Charles Wilkinson著「Treaty Justice: The Northwest Tribes, the Boldt Decision, and the Recognition of Fishing Rights」

Treaty Justice

Charles Wilkinson著「Treaty Justice: The Northwest Tribes, the Boldt Decision, and the Recognition of Fishing Rights

ワシントン州における先住民の漁業権を保証した画期的な連邦地裁判決、いわゆるボルト判決から50年となる今年出版された、その歴史的背景と裁判、そしてその後の動きについてまとめた本。著者は先住民の法的権利を専門とする法学者で昨年亡くなっており、本書が遺作となる。

アメリカ合衆国の歴史は白人植民者による先住民からの簒奪と虐殺の歴史だ。西海岸に到達した開拓者たちは現在のオレゴン州・ワシントン州・アイダホ州を含むオレゴン準州を設置し、植民者によってもたらされた感染病で人口の数割を失った地元の先住民たちに戦争の脅しを背景に土地の引き渡しを強要する。やむなく先祖代々の土地を明け渡し、限られた居留地を指定された先住民たちだが、食の面でもその他の文化・宗教的な面でも自分たちの伝統的な文化を守るために必要な鮭などの魚介類を収穫する権利だけは譲らず、協定による漁業権が認められた。

しかしその後アメリカ合衆国が地続きとなる現在の48州全域を支配下におさめると、それまで認めていた先住民との協定を一方的に無視し、かれらの自治を侵害、文明化の口実のもと子どもたちを親から引き離しキリスト教に基づいた寄宿学校に強制的に収容し、先住民の言語や信仰を禁止するようになる。そういうなか、オレゴンから分離したワシントン準州、そしてワシントン州でも先住民たちとの協定は無視され、協定で認められたはずの先住民の居留地がさらに縮小され、また伝統的な漁業を行う先住民の漁師たちが逮捕されるようになった。

公民権運動を経て1970年代になると、さまざまな裁判を通して各州による先住民への協定違反を認定する判決が出るようになり、連邦政府も協定で守られているはずの先住民の漁業権を擁護するようになったが、オレゴン州やワシントン州の州政府はそれを無視して先住民の漁師たちへの弾圧を続けた。そういうなか連邦政府がワシントン州に協定遵守を求めて訴えたのが裁判官の名前をとってボルト裁判と呼ばれた裁判であり、正式にはUnited States v. Washingtonという。この裁判を通してワシントン州は先住民には漁獲量を管理する知性も能力もないとして漁業管理のためにはかれらの漁業権は認められないと主張したが、裁判官のジョージ・ボルトは協定の歴史的背景や当時の先住民たちが協定をどう理解していたか、アメリカ北西部太平洋岸の先住民たちにとって鮭がどれだけの意味を持つのかなど丁寧に調べ上げ、結論として全漁獲量の割り当てのうち半分は先住民の漁師に権利があるとした。具体的な数値を挙げて先住民の協定上の権利を認定したこの判決は画期的。
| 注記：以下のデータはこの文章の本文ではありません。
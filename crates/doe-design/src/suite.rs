//! The ordered pipeline from a raw suite design to per-experiment run lists.
//!
//! `prepare_suite` validates and normalizes everything that does not depend
//! on the run set. `expand_suite` multiplies the prepared experiments out and
//! resolves placeholders.

use std::collections::BTreeMap;
use std::path::{Path, PathBuf};

use regex::Regex;
use serde::Serialize;
use serde_json::{Map, Value};
use walkdir::WalkDir;

use crate::command::normalize_commands;
use crate::error::{DesignError, Result};
use crate::expand::expand_runs;
use crate::factor::{check_factor_levels, extract_factors, FactorPlan};
use crate::include::{include_vars, resolve_includes};
use crate::registry::Registry;
use crate::schema::{
    parse_experiment, reject_reserved_keys, validate_identifiers, validate_registry,
    ExperimentSchema, ExperimentSpec,
};
use crate::template::TemplateResolver;
use crate::tree::format_path;
use crate::{canonical_digest, load_yaml_document, ETL, SUITE_VARS};

const DESIGN_EXTENSION: &str = "yml";

/// Project layout rooted at the config directory.
#[derive(Debug, Clone, PartialEq, Eq)]
pub struct EngineConfig {
    pub prj_id: String,
    pub config_dir: PathBuf,
    pub designs_dir: PathBuf,
    pub design_vars_dir: PathBuf,
    pub group_vars_dir: PathBuf,
    pub roles_dir: PathBuf,
}

impl EngineConfig {
    pub fn from_config_dir(config_dir: impl Into<PathBuf>, prj_id: impl Into<String>) -> Self {
        let config_dir = config_dir.into();
        let designs_dir = config_dir.join("designs");
        Self {
            prj_id: prj_id.into(),
            design_vars_dir: designs_dir.join("design_vars"),
            group_vars_dir: config_dir.join("group_vars"),
            roles_dir: config_dir.join("roles"),
            designs_dir,
            config_dir,
        }
    }

    pub fn design_path(&self, suite: &str) -> PathBuf {
        self.designs_dir.join(format!("{}.{}", suite, DESIGN_EXTENSION))
    }

    pub fn load_design(&self, suite: &str) -> Result<Value> {
        load_yaml_document(&self.design_path(suite))
    }

    pub fn registry(&self) -> Result<Registry> {
        Registry::scan(&self.group_vars_dir, &self.roles_dir)
    }

    pub fn context(&self, suite: &str) -> Result<SuiteContext> {
        Ok(SuiteContext {
            prj_id: self.prj_id.clone(),
            suite: suite.to_string(),
            registry: self.registry()?,
            vars_dir: self.design_vars_dir.clone(),
        })
    }

    /// Suite names with a design file, sorted.
    pub fn suites(&self) -> Result<Vec<String>> {
        if !self.designs_dir.is_dir() {
            return Err(DesignError::Io {
                path: self.designs_dir.clone(),
                source: std::io::Error::new(
                    std::io::ErrorKind::NotFound,
                    "designs directory not found",
                ),
            });
        }
        let mut suites = Vec::new();
        for entry in WalkDir::new(&self.designs_dir).min_depth(1).max_depth(1) {
            let entry = entry.map_err(|e| DesignError::Io {
                path: self.designs_dir.clone(),
                source: e.into(),
            })?;
            let path = entry.path();
            if !entry.file_type().is_file()
                || path.extension().and_then(|e| e.to_str()) != Some(DESIGN_EXTENSION)
            {
                continue;
            }
            if let Some(stem) = path.file_stem().and_then(|s| s.to_str()) {
                suites.push(stem.to_string());
            }
        }
        suites.sort();
        Ok(suites)
    }
}

/// Everything a single suite compilation needs besides the design itself.
#[derive(Debug, Clone)]
pub struct SuiteContext {
    pub prj_id: String,
    pub suite: String,
    pub registry: Registry,
    pub vars_dir: PathBuf,
}

#[derive(Debug, Clone, Default)]
pub struct CompileOptions {
    /// Only experiments whose name matches (unanchored search) are expanded.
    pub exp_filter: Option<Regex>,
    pub tolerate_undefined: bool,
    /// Bound at the top level of every template context.
    pub vars: Map<String, Value>,
}

#[derive(Debug, Clone, PartialEq)]
pub struct PreparedExperiment {
    /// Normalized experiment; `base_experiment` has its inclusions applied
    /// and every `$CMD$` is in canonical list form.
    pub spec: ExperimentSpec,
    pub plan: FactorPlan,
}

impl PreparedExperiment {
    /// Host type to command list, as attached to every run.
    pub fn commands(&self) -> Value {
        Value::Object(
            self.spec
                .host_types
                .iter()
                .map(|(name, host)| (name.clone(), host.cmd.clone()))
                .collect(),
        )
    }
}

#[derive(Debug, Clone, PartialEq)]
pub struct PreparedSuite {
    pub prj_id: String,
    pub suite: String,
    pub suite_vars: Value,
    pub etl: Option<Value>,
    pub experiments: BTreeMap<String, PreparedExperiment>,
}

#[derive(Debug, Clone, PartialEq, Eq, Serialize)]
pub struct ExperimentSummary {
    pub experiment: String,
    pub host_types: Vec<String>,
    pub level_entries: usize,
    pub level_paths: Vec<String>,
    pub cross_levels: BTreeMap<String, usize>,
    pub n_repetitions: u32,
    /// Before exclusion filters.
    pub expected_runs: usize,
    pub except_filters: usize,
}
これは連邦地裁判決であり、その後巡回区控訴裁判所、そして連邦最高裁に控訴されたり、細部をめぐってまた別の裁判が起こされたりもしたが、基本的な部分についてはボルト判事の判決が維持された。また、しばらくはワシントン州では白人の漁師たちが漁獲量制限を無視して鮭を取ったり先住民の漁師の備品を破損するなどし、それらを取り締まるはずの州政府はわざと黙認したりしたが、先住民たちはワシントン大学の漁業管理の専門家らと協力して漁業管理の仕組みを作り上げていった。また最近では、日系人のボブ・ハセガワ州議会議員らによって過去に不当に逮捕された先住民漁師たちの名誉回復も進んでいる。

わたしが住む地元の、とても重要だけれどあまり知られていない先住民の法廷闘争の歴史。そしてワシントン州がほんの40-50年前までおおっぴらに進めていた(そして今でも別の形で行っている)植民地主義の事実。シアトル民みんなに勧めたい。